*EXERCISE DETAILS*:
Would you please transcribe, exactly as written, the lines of the entries below starting at the one that holds "pub async fn" and ending at the one that holds "let rx = bus.subscribe(&channel).await?;", both included?
----- DATA SHOWN
//! SSE frame formatting for the streaming outlet: `event: <name>\ndata:
//! <json>\n\n` over a long-lived GET, fed by [`EventBus::subscribe`]
//! (§4.10, §6).

use crate::queues::EventBus;
use axum::response::sse::{Event, KeepAlive, Sse};
use futures_util::stream::{self, Stream};
use serde::{Deserialize, Serialize};
use tracing::warn;

type SseResult<T> = std::result::Result<T, std::convert::Infallible>;

/// One event published onto a user's channel. `event` is one of
/// `status, message, card, done, drift, tool_followup, response,
/// reminder, task, notification, escalation` (§6).
#[derive(Debug, Clone, Serialize, Deserialize)]
pub struct StreamEvent {
    pub event: String,
    pub data: serde_json::Value,
}

/// Subscribe to `user_id`'s channel and adapt incoming JSON envelopes into
/// SSE frames, dropping (and logging) any that fail to parse.
///
/// # Errors
/// Returns [`crate::queues::QueueError`] if the pub/sub subscription fails.
pub async fn stream_for_user(
    bus: &EventBus,
    user_id: &str,
) -> crate::queues::Result<impl Stream<Item = SseResult<Event>>> {
    let channel = EventBus::user_channel(user_id);
    let rx = bus.subscribe(&channel).await?;
    let stream = stream::unfold(rx, |mut rx| async move {
        loop {
            let raw = rx.recv().await?;
            match serde_json::from_str::<StreamEvent>(&raw) {
                Ok(evt) => {
                    let event = Event::default()
                        .event(evt.event)
                        .json_data(evt.data)
                        .unwrap_or_default();
                    return Some((Ok(event), rx));
                }
                Err(e) => {
                    warn!(error = %e, "dropping malformed stream event");
                }
            }
        }
    });
    Ok(stream)
}

/// Wrap a frame stream in an axum SSE response, sending keep-alive pings
/// so intermediaries don't close the connection during quiet periods.
pub fn response<S>(stream: S) -> Sse<S>
where
    S: Stream<Item = SseResult<Event>> + Send + 'static,
{
    Sse::new(stream).keep_alive(KeepAlive::default())
}

#[cfg(test)]
mod tests {
    use super::*;

    #[test]
    fn stream_event_round_trips_through_json() {
        let evt = StreamEvent {
            event: "message".to_string(),
            data: serde_json::json!({"text": "hi"}),
        };
        let json = serde_json::to_string(&evt).expect("serializes");
        let back: StreamEvent = serde_json::from_str(&json).expect("deserializes");
        assert_eq!(back.event, "message");
    }
}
----------
*OUTPUT BELOW*:
pub async fn stream_for_user(
    bus: &EventBus,
    user_id: &str,
) -> crate::queues::Result<impl Stream<Item = SseResult<Event>>> {
    let channel = EventBus::user_channel(user_id);
    let rx = bus.subscribe(&channel).await?;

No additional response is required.